__About this task__: What lines in the entries hold the string "identity"? List them.
┌─ Data extracts
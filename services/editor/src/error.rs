//! Error types for the editor service

use axum::{
    http::StatusCode,
    response::{IntoResponse, Response},
    Json,
};
use serde_json::json;
use thiserror::Error;

use common::error::StoreError;

/// Request-level error taxonomy.
///
/// Guard failures (`Unauthorized`, `NotFound`) short-circuit before the
/// store is touched; `Store` failures propagate from the backing stores and
/// are stripped to a generic message at the boundary.
#[derive(Error, Debug)]
pub enum ApiError {
    /// Missing or malformed required field; the message is user-correctable
    /// and surfaced verbatim
    #[error("{0}")]
    Validation(String),

    /// Signup with an email that already has an identity
    #[error("User already exists")]
    DuplicateEmail,

    /// Login secret did not match the stored credential
    #[error("Invalid password")]
    InvalidCredential,

    /// No valid session on a guarded route
    #[error("Unauthorized - Please log in first")]
    Unauthorized,

    /// Reserved: no project path emits this — non-owners are told
    /// `NotFound` so resource existence is never confirmed to them
    #[error("Forbidden")]
    Forbidden,

    /// Resource or identity absent, or present but not owned by the caller
    #[error("Not found")]
    NotFound,

    /// Backing persistence failure
    #[error("store failure")]
    Store(#[from] StoreError),
}

impl ApiError {
    fn status(&self) -> StatusCode {
        match self {
            ApiError::Validation(_) | ApiError::DuplicateEmail => StatusCode::BAD_REQUEST,
            ApiError::InvalidCredential | ApiError::Unauthorized => StatusCode::UNAUTHORIZED,
            ApiError::Forbidden => StatusCode::FORBIDDEN,
            ApiError::NotFound => StatusCode::NOT_FOUND,
            ApiError::Store(_) => StatusCode::INTERNAL_SERVER_ERROR,
        }
    }
}

impl IntoResponse for ApiError {
    fn into_response(self) -> Response {
        let status = self.status();

        // Internal detail stays in the logs, never in the response body
        let message = match &self {
            ApiError::Store(err) => {
                tracing::error!("store failure: {}", err);
                "Internal server error".to_string()
            }
            other => other.to_string(),
        };

        let body = Json(json!({ "message": message }));
        (status, body).into_response()
    }
}

/// Result alias for handlers.
pub type ApiResult<T> = Result<T, ApiError>;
└─
__Result below__:
    /// Signup with an email that already has an identity
    /// Resource or identity absent, or present but not owned by the caller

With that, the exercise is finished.